■ **PROMPT**
Look through the listing and report every line that has "default" in it.

%%

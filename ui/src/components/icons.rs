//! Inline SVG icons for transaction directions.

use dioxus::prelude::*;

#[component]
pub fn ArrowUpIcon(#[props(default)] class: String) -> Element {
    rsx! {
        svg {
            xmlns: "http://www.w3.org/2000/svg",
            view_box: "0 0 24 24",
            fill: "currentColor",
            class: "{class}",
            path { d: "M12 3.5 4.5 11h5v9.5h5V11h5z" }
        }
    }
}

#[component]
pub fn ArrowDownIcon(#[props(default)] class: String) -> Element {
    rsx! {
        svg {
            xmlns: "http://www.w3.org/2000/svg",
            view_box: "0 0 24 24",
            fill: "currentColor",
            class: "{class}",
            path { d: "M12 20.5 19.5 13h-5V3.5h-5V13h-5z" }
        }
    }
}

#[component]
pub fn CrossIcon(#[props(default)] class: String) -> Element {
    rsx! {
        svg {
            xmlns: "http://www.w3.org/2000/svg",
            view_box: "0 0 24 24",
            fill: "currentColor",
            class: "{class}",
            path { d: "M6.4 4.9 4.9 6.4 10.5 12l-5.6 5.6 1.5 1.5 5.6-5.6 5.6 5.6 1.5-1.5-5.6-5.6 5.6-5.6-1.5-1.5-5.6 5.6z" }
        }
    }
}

%%
%%

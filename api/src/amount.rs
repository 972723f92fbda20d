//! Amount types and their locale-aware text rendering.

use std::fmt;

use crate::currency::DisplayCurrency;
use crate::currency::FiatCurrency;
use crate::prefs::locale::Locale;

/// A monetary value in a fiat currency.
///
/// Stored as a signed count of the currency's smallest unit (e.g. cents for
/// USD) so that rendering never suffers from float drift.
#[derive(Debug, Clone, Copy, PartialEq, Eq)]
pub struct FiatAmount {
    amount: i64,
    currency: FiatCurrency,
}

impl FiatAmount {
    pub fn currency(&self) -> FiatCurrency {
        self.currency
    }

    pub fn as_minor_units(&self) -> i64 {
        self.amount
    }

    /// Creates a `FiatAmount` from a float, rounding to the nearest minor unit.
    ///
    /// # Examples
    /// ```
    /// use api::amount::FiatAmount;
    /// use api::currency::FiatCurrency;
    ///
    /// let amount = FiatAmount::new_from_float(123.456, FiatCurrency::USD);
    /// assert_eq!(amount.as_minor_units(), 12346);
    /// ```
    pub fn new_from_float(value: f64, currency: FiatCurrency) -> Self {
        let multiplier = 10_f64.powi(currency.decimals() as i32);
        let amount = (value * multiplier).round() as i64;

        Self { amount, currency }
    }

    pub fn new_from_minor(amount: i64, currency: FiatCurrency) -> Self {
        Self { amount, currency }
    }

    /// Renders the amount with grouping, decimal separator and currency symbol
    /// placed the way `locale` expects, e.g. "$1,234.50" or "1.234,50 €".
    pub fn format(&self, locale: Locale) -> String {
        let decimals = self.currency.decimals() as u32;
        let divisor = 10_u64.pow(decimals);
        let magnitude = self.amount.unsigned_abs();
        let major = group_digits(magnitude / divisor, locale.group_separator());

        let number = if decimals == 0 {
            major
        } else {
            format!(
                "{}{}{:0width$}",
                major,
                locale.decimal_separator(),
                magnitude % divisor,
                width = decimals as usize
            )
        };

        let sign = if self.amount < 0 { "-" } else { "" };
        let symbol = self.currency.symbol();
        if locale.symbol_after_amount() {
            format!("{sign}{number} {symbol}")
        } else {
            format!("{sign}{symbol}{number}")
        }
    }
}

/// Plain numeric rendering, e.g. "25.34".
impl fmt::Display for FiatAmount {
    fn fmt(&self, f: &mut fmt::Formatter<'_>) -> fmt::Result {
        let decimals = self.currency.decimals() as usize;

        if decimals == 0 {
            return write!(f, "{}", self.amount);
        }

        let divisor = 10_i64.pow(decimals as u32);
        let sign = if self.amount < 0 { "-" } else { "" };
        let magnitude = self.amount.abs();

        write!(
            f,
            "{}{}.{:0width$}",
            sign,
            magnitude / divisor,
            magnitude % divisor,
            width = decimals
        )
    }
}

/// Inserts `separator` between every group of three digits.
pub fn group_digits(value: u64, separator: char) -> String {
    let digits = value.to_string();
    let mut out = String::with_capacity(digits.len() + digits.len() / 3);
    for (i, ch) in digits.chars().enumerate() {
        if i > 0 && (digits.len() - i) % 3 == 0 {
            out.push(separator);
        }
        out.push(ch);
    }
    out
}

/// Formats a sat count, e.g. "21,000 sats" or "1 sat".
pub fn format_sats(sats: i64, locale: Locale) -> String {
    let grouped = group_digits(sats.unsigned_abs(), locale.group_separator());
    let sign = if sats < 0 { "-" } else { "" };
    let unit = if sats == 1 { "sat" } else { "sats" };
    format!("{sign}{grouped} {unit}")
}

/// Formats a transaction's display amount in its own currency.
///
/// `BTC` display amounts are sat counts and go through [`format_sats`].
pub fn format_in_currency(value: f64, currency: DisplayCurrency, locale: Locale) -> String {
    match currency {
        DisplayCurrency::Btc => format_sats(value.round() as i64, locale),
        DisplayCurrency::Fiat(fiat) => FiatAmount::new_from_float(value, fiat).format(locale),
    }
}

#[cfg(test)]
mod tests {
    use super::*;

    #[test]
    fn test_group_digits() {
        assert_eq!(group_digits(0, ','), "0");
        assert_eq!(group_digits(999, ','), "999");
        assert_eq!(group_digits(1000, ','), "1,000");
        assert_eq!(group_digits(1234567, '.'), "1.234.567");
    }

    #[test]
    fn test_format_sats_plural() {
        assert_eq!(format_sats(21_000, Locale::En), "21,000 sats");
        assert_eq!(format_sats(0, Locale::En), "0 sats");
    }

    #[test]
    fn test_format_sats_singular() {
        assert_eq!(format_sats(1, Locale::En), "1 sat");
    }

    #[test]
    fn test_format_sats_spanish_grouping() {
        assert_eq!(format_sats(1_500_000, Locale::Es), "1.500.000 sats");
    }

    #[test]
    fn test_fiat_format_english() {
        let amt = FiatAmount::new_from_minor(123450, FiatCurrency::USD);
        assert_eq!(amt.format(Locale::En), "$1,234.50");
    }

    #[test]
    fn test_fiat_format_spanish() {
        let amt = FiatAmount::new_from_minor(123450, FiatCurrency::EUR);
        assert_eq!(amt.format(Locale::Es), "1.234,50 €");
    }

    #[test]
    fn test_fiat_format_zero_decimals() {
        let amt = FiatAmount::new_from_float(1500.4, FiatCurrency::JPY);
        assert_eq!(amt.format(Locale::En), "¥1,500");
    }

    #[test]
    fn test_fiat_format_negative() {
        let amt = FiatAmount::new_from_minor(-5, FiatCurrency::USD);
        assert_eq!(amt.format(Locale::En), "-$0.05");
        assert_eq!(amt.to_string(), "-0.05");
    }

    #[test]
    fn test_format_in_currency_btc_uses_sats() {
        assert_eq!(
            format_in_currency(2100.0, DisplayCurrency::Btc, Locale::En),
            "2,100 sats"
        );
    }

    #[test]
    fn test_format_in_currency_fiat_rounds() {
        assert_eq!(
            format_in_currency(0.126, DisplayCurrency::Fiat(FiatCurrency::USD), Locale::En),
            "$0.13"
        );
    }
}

%%

■ **EXPECTED ANSWER**
pub fn ArrowUpIcon(#[props(default)] class: String) -> Element {
pub fn ArrowDownIcon(#[props(default)] class: String) -> Element {
pub fn CrossIcon(#[props(default)] class: String) -> Element {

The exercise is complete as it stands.